Exercise -
Once the data has been read, restate all of it exactly.
== Source information ==
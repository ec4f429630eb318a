//! Text plots for the `graph` command.
//!
//! This module never evaluates expressions: it receives already validated
//! coefficients or vertices and renders them on a character grid with axes,
//! a title and a legend.

pub mod canvas;
pub mod curve;
pub mod shape;

use std::{fmt::Display, str::FromStr};

use thiserror::Error;

pub use canvas::Canvas;
pub use curve::{Curve, TrigFunction};
pub use shape::Shape;

#[derive(Error, Debug, Clone, PartialEq)]
pub enum PlotError {
    #[error("a triangle needs exactly 3 vertices, received {received}")]
    TriangleVertexCount { received: usize },
    #[error("a polygon needs at least 3 vertices, received {received}")]
    TooFewVertices { received: usize },
    #[error("unknown graph type {name:?}")]
    UnknownGraph { name: String },
    #[error("invalid trigonometric function {name:?}, please enter 'sin', 'cos', or 'tan'")]
    UnknownTrigFunction { name: String },
}

/// Plot size in characters.
#[derive(Debug, Clone, Copy, PartialEq, Eq)]
pub struct PlotConfig {
    pub width: usize,
    pub height: usize,
}

impl Default for PlotConfig {
    fn default() -> Self {
        PlotConfig {
            width: 72,
            height: 24,
        }
    }
}

/// The kinds of graph the `graph` command can draw.
#[derive(Debug, Clone, Copy, PartialEq, Eq)]
pub enum GraphKind {
    Linear,
    Quadratic,
    Cubic,
    Exponential,
    Trigonometric,
    Triangle,
    Polygon,
}

impl GraphKind {
    pub const ALL: [GraphKind; 7] = [
        GraphKind::Linear,
        GraphKind::Quadratic,
        GraphKind::Cubic,
        GraphKind::Exponential,
        GraphKind::Trigonometric,
        GraphKind::Triangle,
        GraphKind::Polygon,
    ];

    pub fn name(&self) -> &'static str {
        match self {
            GraphKind::Linear => "linear",
            GraphKind::Quadratic => "quadratic",
            GraphKind::Cubic => "cubic",
            GraphKind::Exponential => "exponential",
            GraphKind::Trigonometric => "trigonometric",
            GraphKind::Triangle => "triangle",
            GraphKind::Polygon => "polygon",
        }
    }

    /// Comma separated list of every kind, for prompts.
    pub fn supported() -> String {
        GraphKind::ALL
            .iter()
            .map(|kind| kind.name())
            .collect::<Vec<_>>()
            .join(", ")
    }
}

impl Display for GraphKind {
    fn fmt(&self, f: &mut std::fmt::Formatter<'_>) -> std::fmt::Result {
        write!(f, "{}", self.name())
    }
}

impl FromStr for GraphKind {
    type Err = PlotError;

    fn from_str(s: &str) -> Result<Self, Self::Err> {
        let name = s.trim().to_lowercase();
        GraphKind::ALL
            .into_iter()
            .find(|kind| kind.name() == name)
            .ok_or(PlotError::UnknownGraph { name })
    }
}

pub fn render_curve(curve: &Curve, config: &PlotConfig) -> String {
    let (x_min, x_max) = curve.domain();
    let samples = config.width.max(2) * 4;

    let points = (0..samples)
        .map(|i| {
            let x = x_min + (x_max - x_min) * i as f64 / (samples - 1) as f64;
            (x, curve.evaluate(x))
        })
        .filter(|(_, y)| y.is_finite())
        .collect::<Vec<_>>();

    let y_range = curve.y_clip().unwrap_or_else(|| {
        points
            .iter()
            .fold((f64::INFINITY, f64::NEG_INFINITY), |(min, max), (_, y)| {
                (min.min(*y), max.max(*y))
            })
    });

    let mut canvas = Canvas::new(config, (x_min, x_max), y_range);
    canvas.draw_axes();
    for (x, y) in points {
        canvas.plot(x, y, '*');
    }

    canvas.render(&curve.title(), &format!("* {}", curve.label()))
}

pub fn render_shape(shape: &Shape, config: &PlotConfig) -> String {
    let vertices = shape.vertices();
    let (x_range, y_range) = shape::bounds(vertices);

    let mut canvas = Canvas::new(config, x_range, y_range);
    canvas.draw_axes();
    for edge in shape.closed_outline().windows(2) {
        canvas.line(edge[0], edge[1], '*');
    }
    for (x, y) in vertices {
        canvas.plot(*x, *y, 'o');
    }

    canvas.render(shape.name(), &format!("o-* {}", shape.name()))
}

#[cfg(test)]
mod tests {
    use super::{render_curve, render_shape, Curve, GraphKind, PlotConfig, PlotError, Shape, TrigFunction};

    #[test]
    fn test_graph_kind_from_str() {
        assert_eq!(" Linear ".parse::<GraphKind>(), Ok(GraphKind::Linear));
        assert_eq!("polygon".parse::<GraphKind>(), Ok(GraphKind::Polygon));
        assert_eq!(
            "spiral".parse::<GraphKind>(),
            Err(PlotError::UnknownGraph {
                name: "spiral".to_string()
            })
        );
        assert!(GraphKind::supported().starts_with("linear, quadratic"));
    }

    #[test]
    fn test_render_curve_layout() {
        let config = PlotConfig {
            width: 40,
            height: 12,
        };
        let plot = render_curve(&Curve::Linear { m: 2.0, b: 3.0 }, &config);
        let lines = plot.lines().collect::<Vec<_>>();

        assert_eq!(lines.len(), 12 + 3);
        assert_eq!(lines[0], "Graph of y = mx + b");
        assert!(lines[1..13].iter().all(|line| line.chars().count() == 40));
        assert!(lines[14].contains("y = 2x + 3"));
        assert!(plot.contains('*'));
        assert!(plot.contains('|'));
    }

    #[test]
    fn test_render_tan_skips_poles() {
        let plot = render_curve(
            &Curve::Trigonometric(TrigFunction::Tan),
            &PlotConfig::default(),
        );

        assert!(plot.starts_with("Graph of y = tan(x)"));
        assert!(plot.contains("y: [-10, 10]"));
    }

    #[test]
    fn test_render_triangle() {
        let triangle = Shape::triangle(vec![(0.0, 0.0), (4.0, 0.0), (2.0, 3.0)]).unwrap();
        let plot = render_shape(&triangle, &PlotConfig::default());

        assert!(plot.starts_with("Triangle\n"));
        assert_eq!(plot.matches('o').count(), 3 + 1);
        assert!(plot.ends_with("legend: o-* Triangle"));
    }

    #[test]
    fn test_render_triangle_with_extreme_vertices() {
        let triangle = Shape::triangle(vec![(-1e308, 0.0), (1e308, 0.0), (0.0, 1.0)]).unwrap();
        let plot = render_shape(&triangle, &PlotConfig::default());

        assert!(plot.starts_with("Triangle\n"));
        assert_eq!(plot.matches('o').count(), 3 + 1);
        assert!(plot.ends_with("legend: o-* Triangle"));
    }
}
===
Exercise result -
repository ec4f429630eb318a
//! Text plots for the `graph` command.
//!
//! This module never evaluates expressions: it receives already validated
//! coefficients or vertices and renders them on a character grid with axes,
//! a title and a legend.

pub mod canvas;
pub mod curve;
pub mod shape;

use std::{fmt::Display, str::FromStr};

use thiserror::Error;

pub use canvas::Canvas;
pub use curve::{Curve, TrigFunction};
pub use shape::Shape;

#[derive(Error, Debug, Clone, PartialEq)]
pub enum PlotError {
    #[error("a triangle needs exactly 3 vertices, received {received}")]
    TriangleVertexCount { received: usize },
    #[error("a polygon needs at least 3 vertices, received {received}")]
    TooFewVertices { received: usize },
    #[error("unknown graph type {name:?}")]
    UnknownGraph { name: String },
    #[error("invalid trigonometric function {name:?}, please enter 'sin', 'cos', or 'tan'")]
    UnknownTrigFunction { name: String },
}

/// Plot size in characters.
#[derive(Debug, Clone, Copy, PartialEq, Eq)]
pub struct PlotConfig {
    pub width: usize,
    pub height: usize,
}

impl Default for PlotConfig {
    fn default() -> Self {
        PlotConfig {
            width: 72,
            height: 24,
        }
    }
}

/// The kinds of graph the `graph` command can draw.
#[derive(Debug, Clone, Copy, PartialEq, Eq)]
pub enum GraphKind {
    Linear,
    Quadratic,
    Cubic,
    Exponential,
    Trigonometric,
    Triangle,
    Polygon,
}

impl GraphKind {
    pub const ALL: [GraphKind; 7] = [
        GraphKind::Linear,
        GraphKind::Quadratic,
        GraphKind::Cubic,
        GraphKind::Exponential,
        GraphKind::Trigonometric,
        GraphKind::Triangle,
        GraphKind::Polygon,
    ];

    pub fn name(&self) -> &'static str {
        match self {
            GraphKind::Linear => "linear",
            GraphKind::Quadratic => "quadratic",
            GraphKind::Cubic => "cubic",
            GraphKind::Exponential => "exponential",
            GraphKind::Trigonometric => "trigonometric",
            GraphKind::Triangle => "triangle",
            GraphKind::Polygon => "polygon",
        }
    }

    /// Comma separated list of every kind, for prompts.
    pub fn supported() -> String {
        GraphKind::ALL
            .iter()
            .map(|kind| kind.name())
            .collect::<Vec<_>>()
            .join(", ")
    }
}

impl Display for GraphKind {
    fn fmt(&self, f: &mut std::fmt::Formatter<'_>) -> std::fmt::Result {
        write!(f, "{}", self.name())
    }
}

impl FromStr for GraphKind {
    type Err = PlotError;

    fn from_str(s: &str) -> Result<Self, Self::Err> {
        let name = s.trim().to_lowercase();
        GraphKind::ALL
            .into_iter()
            .find(|kind| kind.name() == name)
            .ok_or(PlotError::UnknownGraph { name })
    }
}

pub fn render_curve(curve: &Curve, config: &PlotConfig) -> String {
    let (x_min, x_max) = curve.domain();
    let samples = config.width.max(2) * 4;

    let points = (0..samples)
        .map(|i| {
            let x = x_min + (x_max - x_min) * i as f64 / (samples - 1) as f64;
            (x, curve.evaluate(x))
        })
        .filter(|(_, y)| y.is_finite())
        .collect::<Vec<_>>();

    let y_range = curve.y_clip().unwrap_or_else(|| {
        points
            .iter()
            .fold((f64::INFINITY, f64::NEG_INFINITY), |(min, max), (_, y)| {
                (min.min(*y), max.max(*y))
            })
    });

    let mut canvas = Canvas::new(config, (x_min, x_max), y_range);
    canvas.draw_axes();
    for (x, y) in points {
        canvas.plot(x, y, '*');
    }

    canvas.render(&curve.title(), &format!("* {}", curve.label()))
}

pub fn render_shape(shape: &Shape, config: &PlotConfig) -> String {
    let vertices = shape.vertices();
    let (x_range, y_range) = shape::bounds(vertices);

    let mut canvas = Canvas::new(config, x_range, y_range);
    canvas.draw_axes();
    for edge in shape.closed_outline().windows(2) {
        canvas.line(edge[0], edge[1], '*');
    }
    for (x, y) in vertices {
        canvas.plot(*x, *y, 'o');
    }

    canvas.render(shape.name(), &format!("o-* {}", shape.name()))
}

#[cfg(test)]
mod tests {
    use super::{render_curve, render_shape, Curve, GraphKind, PlotConfig, PlotError, Shape, TrigFunction};

    #[test]
    fn test_graph_kind_from_str() {
        assert_eq!(" Linear ".parse::<GraphKind>(), Ok(GraphKind::Linear));
        assert_eq!("polygon".parse::<GraphKind>(), Ok(GraphKind::Polygon));
        assert_eq!(
            "spiral".parse::<GraphKind>(),
            Err(PlotError::UnknownGraph {
                name: "spiral".to_string()
            })
        );
        assert!(GraphKind::supported().starts_with("linear, quadratic"));
    }

    #[test]
    fn test_render_curve_layout() {
        let config = PlotConfig {
            width: 40,
            height: 12,
        };
        let plot = render_curve(&Curve::Linear { m: 2.0, b: 3.0 }, &config);
        let lines = plot.lines().collect::<Vec<_>>();

        assert_eq!(lines.len(), 12 + 3);
        assert_eq!(lines[0], "Graph of y = mx + b");
        assert!(lines[1..13].iter().all(|line| line.chars().count() == 40));
        assert!(lines[14].contains("y = 2x + 3"));
        assert!(plot.contains('*'));
        assert!(plot.contains('|'));
    }

    #[test]
    fn test_render_tan_skips_poles() {
        let plot = render_curve(
            &Curve::Trigonometric(TrigFunction::Tan),
            &PlotConfig::default(),
        );

        assert!(plot.starts_with("Graph of y = tan(x)"));
        assert!(plot.contains("y: [-10, 10]"));
    }

    #[test]
    fn test_render_triangle() {
        let triangle = Shape::triangle(vec![(0.0, 0.0), (4.0, 0.0), (2.0, 3.0)]).unwrap();
        let plot = render_shape(&triangle, &PlotConfig::default());

        assert!(plot.starts_with("Triangle\n"));
        assert_eq!(plot.matches('o').count(), 3 + 1);
        assert!(plot.ends_with("legend: o-* Triangle"));
    }

    #[test]
    fn test_render_triangle_with_extreme_vertices() {
        let triangle = Shape::triangle(vec![(-1e308, 0.0), (1e308, 0.0), (0.0, 1.0)]).unwrap();
        let plot = render_shape(&triangle, &PlotConfig::default());

        assert!(plot.starts_with("Triangle\n"));
        assert_eq!(plot.matches('o').count(), 3 + 1);
        assert!(plot.ends_with("legend: o-* Triangle"));
    }
}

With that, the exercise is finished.